A tela de 4K para cada olho e a passagem de vídeo sem latência também impressionaram Nilay Patel. O jornalista do The Verge, entretanto, reclama de ter visto áreas pretas em seu campo, dando a sensação de que os óculos não são tão imersivos quanto os vídeos de marketing fazem parecer.
Um dos grandes momentos da experiência é a passagem pelas etapas de imersão montada pela Apple para que os usuários pudessem experimentar as funcionalidades propostas pelo dispositivo. A jornada incluiu navegar no Safari, passar por uma comemoração de aniversário, assistir trechos do filme Avatar: O Caminho da Água, em 3D, e demonstrações com dinossauros e com um jogo de basebol, ambos também em 3D.
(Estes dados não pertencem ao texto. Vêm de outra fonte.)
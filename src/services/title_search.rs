use crate::{
    error::{AppError, AppResult},
    models::Catalog,
    services::fuzzy,
};

pub const DEFAULT_MATCH_THRESHOLD: u8 = 60;

/// Result of resolving a free-text query against the catalog
#[derive(Debug, Clone, Copy, PartialEq, Eq)]
pub struct TitleMatch {
    pub index: usize,
    pub score: u8,
}

/// Maps free-text queries to catalog rows.
///
/// Resolution is two-phase: the best fuzzy-scoring lowercase title *text* is
/// chosen first, then the first row carrying exactly that lowercase title wins.
/// Rows whose lowercase title repeats an earlier row are never returned.
#[derive(Debug, Clone, Copy)]
pub struct TitleResolver {
    threshold: u8,
}

impl Default for TitleResolver {
    fn default() -> Self {
        Self::new(DEFAULT_MATCH_THRESHOLD)
    }
}

impl TitleResolver {
    pub fn new(threshold: u8) -> Self {
        Self { threshold }
    }

    pub fn threshold(&self) -> u8 {
        self.threshold
    }

    pub fn resolve(&self, catalog: &Catalog, query: &str) -> AppResult<TitleMatch> {
        let query = query.trim();
        if query.is_empty() {
            return Err(AppError::InvalidInput("Invalid movie title.".to_string()));
        }

        let query = query.to_lowercase();
        let not_found = || AppError::NotFound(format!("'{}' not found in dataset.", query));

        // Ties keep the earliest title
        let mut best: Option<(&str, u8)> = None;
        for title in catalog.lowercase_titles() {
            let score = fuzzy::weighted_ratio(&query, title);
            if best.map_or(true, |(_, best_score)| score > best_score) {
                best = Some((title.as_str(), score));
            }
            if score == 100 {
                break;
            }
        }

        let (matched, score) = best.ok_or_else(not_found)?;
        if score < self.threshold {
            tracing::info!(query = %query, best = %matched, score, "No title above threshold");
            return Err(not_found());
        }

        let index = catalog.position_of_lowercase(matched).ok_or_else(not_found)?;

        tracing::debug!(query = %query, matched = %matched, score, index, "Resolved title");

        Ok(TitleMatch { index, score })
    }
}

#[cfg(test)]
mod tests {
    use super::*;
    use crate::models::CatalogItem;

    fn catalog(titles: &[&str]) -> Catalog {
        Catalog::new(
            titles
                .iter()
                .enumerate()
                .map(|(i, t)| CatalogItem::new(i as i64 + 1, *t))
                .collect(),
        )
        .unwrap()
    }

    #[test]
    fn test_rejects_empty_query() {
        let resolver = TitleResolver::default();
        let catalog = catalog(&["Avatar"]);
        assert!(matches!(
            resolver.resolve(&catalog, ""),
            Err(AppError::InvalidInput(_))
        ));
        assert!(matches!(
            resolver.resolve(&catalog, "   "),
            Err(AppError::InvalidInput(_))
        ));
    }

    #[test]
    fn test_exact_match_scores_maximal() {
        let resolver = TitleResolver::default();
        let catalog = catalog(&["Avatar", "Avatar 2", "Titanic"]);

        let found = resolver.resolve(&catalog, "AVATAR").unwrap();
        assert_eq!(found, TitleMatch { index: 0, score: 100 });

        let found = resolver.resolve(&catalog, "titanic").unwrap();
        assert_eq!(found.index, 2);
        assert_eq!(found.score, 100);
    }

    #[test]
    fn test_typo_resolves() {
        let resolver = TitleResolver::default();
        let catalog = catalog(&["Avatar", "Titanic", "The Dark Knight"]);

        let found = resolver.resolve(&catalog, "dark knigth").unwrap();
        assert_eq!(found.index, 2);
    }

    #[test]
    fn test_unrelated_query_not_found() {
        let resolver = TitleResolver::default();
        let catalog = catalog(&["Avatar", "Titanic"]);

        let err = resolver.resolve(&catalog, "xyzxyz123").unwrap_err();
        assert!(matches!(err, AppError::NotFound(_)));
        assert!(err.to_string().contains("not found"));
    }

    #[test]
    fn test_duplicate_lowercase_titles_resolve_to_first_row() {
        let resolver = TitleResolver::default();
        let catalog = catalog(&["Alien", "Heat", "HEAT"]);

        let found = resolver.resolve(&catalog, "heat").unwrap();
        assert_eq!(found.index, 1);
    }

    #[test]
    fn test_threshold_is_respected() {
        let catalog = catalog(&["Avatar"]);
        assert!(TitleResolver::new(100).resolve(&catalog, "avatr").is_err());
        assert!(TitleResolver::new(50).resolve(&catalog, "avatr").is_ok());
    }
}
Por fim, é feita uma rápida chamada por FaceTime usando uma persona em 3D gerada por inteligência artificial (IA). Esse é, consensualmente, o ponto considerado mais fraco pela crítica. A experiência, descrita como “um vídeo deep fake de uma pessoa real”, pelo New York Times, causou certo desconforto. As personas pareceram artificiais com movimentos descoordenados nos lábios e olhos.
Lauren Goode, da Wired, descreve o momento com estranheza. “Na minha demonstração do FaceTime, conversei com o gêmeo digital de uma funcionária da Apple que me explicou algumas funcionalidades. No entanto, ela parecia não ter corpo. Ela era real, mas também não era. Infelizmente, nem me lembro do seu nome.”
A perspectiva sobre os outros momentos, no entanto, varia numa escala que vai da surpresa ao desinteresse. O jogo de basebol foi, para John Gruber, do Daring Fireball, completamente imersivo e tridimensional. “A perspectiva não era nem mesmo das arquibancadas, mas do banco de reservas do time da casa, no nível do chão, bem atrás da primeira base”, descreve o blogueiro, que pagaria de bom grado para reviver a experiência.
Andrew Griffin, do Independent, destaca que as fotos, mesmo de uma perspectiva 2D, podem trazer um novo panorama ao usuário. Para ele, foi quase possível “cheirar” as situações retratadas.
O New York Times, porém, considerou as simulações mais do mesmo. Mesmo reconhecendo a “proeza tecnológica da Apple”, o jornal não a caracteriza como uma funcionalidade que gostaria de usar corriqueiramente.
Preço como obstáculo
Em comparação com a concorrência, os óculos da Apple parecem estar em outro patamar. The Verge e Daring Fireball consideram o Vision Pro superior a tudo que foi lançado na última década, seja da Meta, da Magic Leap ou da Sony.
O Independent considera sem sentido compará-lo com outros headsets, como os feitos pela Meta, não apenas pelo produto da Apple ser melhor, mas, principalmente, por ser algo bem diferente do que já existe.
Para o jornal inglês, a principal questão para a empresa de Cupertino é convencer os consumidores a comprarem os óculos. Apesar dos pontos positivos, o principal obstáculo para que o aparelho se torne atrativo é o seu preço de US$ 3,5 mil, quase R$ 17 mil em conversão direta.